**Assignment**
Using the listing below, select the lines with the word "post" and copy them.

____ Data section

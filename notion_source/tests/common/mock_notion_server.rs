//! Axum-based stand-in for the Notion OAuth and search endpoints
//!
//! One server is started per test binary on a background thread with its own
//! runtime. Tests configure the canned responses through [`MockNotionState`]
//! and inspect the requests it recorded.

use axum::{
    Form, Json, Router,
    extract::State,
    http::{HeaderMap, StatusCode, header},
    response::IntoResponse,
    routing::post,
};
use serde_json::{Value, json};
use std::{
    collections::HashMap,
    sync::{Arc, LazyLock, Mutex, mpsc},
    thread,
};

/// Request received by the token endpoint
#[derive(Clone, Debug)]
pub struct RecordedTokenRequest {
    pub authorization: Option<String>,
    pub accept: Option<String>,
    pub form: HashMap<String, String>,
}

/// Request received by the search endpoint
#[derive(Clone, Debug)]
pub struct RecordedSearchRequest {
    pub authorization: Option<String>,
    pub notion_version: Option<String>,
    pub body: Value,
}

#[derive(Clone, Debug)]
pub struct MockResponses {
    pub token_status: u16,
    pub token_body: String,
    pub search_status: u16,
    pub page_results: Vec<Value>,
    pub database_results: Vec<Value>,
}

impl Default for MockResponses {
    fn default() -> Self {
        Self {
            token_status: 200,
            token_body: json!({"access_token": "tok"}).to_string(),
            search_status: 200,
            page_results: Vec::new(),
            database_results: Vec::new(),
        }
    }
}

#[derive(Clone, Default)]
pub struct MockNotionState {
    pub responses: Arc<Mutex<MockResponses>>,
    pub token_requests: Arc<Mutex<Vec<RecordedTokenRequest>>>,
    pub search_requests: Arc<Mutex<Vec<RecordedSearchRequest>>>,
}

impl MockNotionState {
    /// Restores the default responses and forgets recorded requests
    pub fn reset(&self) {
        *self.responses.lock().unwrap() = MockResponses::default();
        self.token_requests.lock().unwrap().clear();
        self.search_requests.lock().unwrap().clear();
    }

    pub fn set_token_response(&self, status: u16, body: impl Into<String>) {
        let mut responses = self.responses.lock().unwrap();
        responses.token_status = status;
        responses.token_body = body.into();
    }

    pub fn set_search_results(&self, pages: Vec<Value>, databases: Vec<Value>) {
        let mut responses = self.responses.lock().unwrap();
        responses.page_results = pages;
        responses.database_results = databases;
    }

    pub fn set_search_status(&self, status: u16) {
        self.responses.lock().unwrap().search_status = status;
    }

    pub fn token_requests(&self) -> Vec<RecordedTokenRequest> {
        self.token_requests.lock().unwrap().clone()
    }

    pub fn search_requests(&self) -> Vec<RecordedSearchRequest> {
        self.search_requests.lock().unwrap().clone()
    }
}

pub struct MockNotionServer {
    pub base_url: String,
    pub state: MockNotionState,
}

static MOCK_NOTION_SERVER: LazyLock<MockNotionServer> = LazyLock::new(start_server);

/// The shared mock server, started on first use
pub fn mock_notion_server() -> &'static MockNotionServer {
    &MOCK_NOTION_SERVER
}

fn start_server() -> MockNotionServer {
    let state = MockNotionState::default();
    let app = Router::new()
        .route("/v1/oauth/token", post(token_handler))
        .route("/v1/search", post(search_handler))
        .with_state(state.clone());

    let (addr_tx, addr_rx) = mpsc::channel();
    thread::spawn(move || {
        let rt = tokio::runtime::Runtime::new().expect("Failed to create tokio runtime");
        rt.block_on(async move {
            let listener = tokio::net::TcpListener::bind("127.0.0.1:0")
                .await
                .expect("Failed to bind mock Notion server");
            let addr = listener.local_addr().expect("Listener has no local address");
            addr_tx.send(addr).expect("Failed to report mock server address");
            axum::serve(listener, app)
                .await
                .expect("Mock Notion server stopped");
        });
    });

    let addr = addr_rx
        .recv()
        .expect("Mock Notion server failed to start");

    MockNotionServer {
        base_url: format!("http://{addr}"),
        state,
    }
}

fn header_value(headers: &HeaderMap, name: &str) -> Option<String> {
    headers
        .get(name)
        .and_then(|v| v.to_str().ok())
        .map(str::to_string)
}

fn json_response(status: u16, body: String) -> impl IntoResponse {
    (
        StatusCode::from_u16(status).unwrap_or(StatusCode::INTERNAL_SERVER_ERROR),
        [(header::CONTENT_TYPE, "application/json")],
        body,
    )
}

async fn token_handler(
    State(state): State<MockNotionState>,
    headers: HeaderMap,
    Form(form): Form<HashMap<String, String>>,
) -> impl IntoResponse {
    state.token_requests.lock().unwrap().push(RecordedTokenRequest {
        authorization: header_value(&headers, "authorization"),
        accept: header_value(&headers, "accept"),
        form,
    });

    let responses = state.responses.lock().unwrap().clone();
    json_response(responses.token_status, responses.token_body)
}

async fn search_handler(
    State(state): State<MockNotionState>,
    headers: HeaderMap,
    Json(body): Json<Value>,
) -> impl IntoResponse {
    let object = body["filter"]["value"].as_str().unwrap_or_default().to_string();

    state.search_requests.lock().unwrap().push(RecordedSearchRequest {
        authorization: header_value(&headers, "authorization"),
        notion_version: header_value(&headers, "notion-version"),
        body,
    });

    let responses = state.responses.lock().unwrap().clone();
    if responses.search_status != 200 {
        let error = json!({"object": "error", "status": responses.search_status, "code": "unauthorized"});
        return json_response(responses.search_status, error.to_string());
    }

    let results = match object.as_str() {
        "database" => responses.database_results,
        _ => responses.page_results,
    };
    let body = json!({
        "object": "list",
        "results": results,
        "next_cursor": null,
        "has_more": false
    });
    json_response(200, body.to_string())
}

________

**Exercise answer**
    routing::post,
        .route("/v1/oauth/token", post(token_handler))
        .route("/v1/search", post(search_handler))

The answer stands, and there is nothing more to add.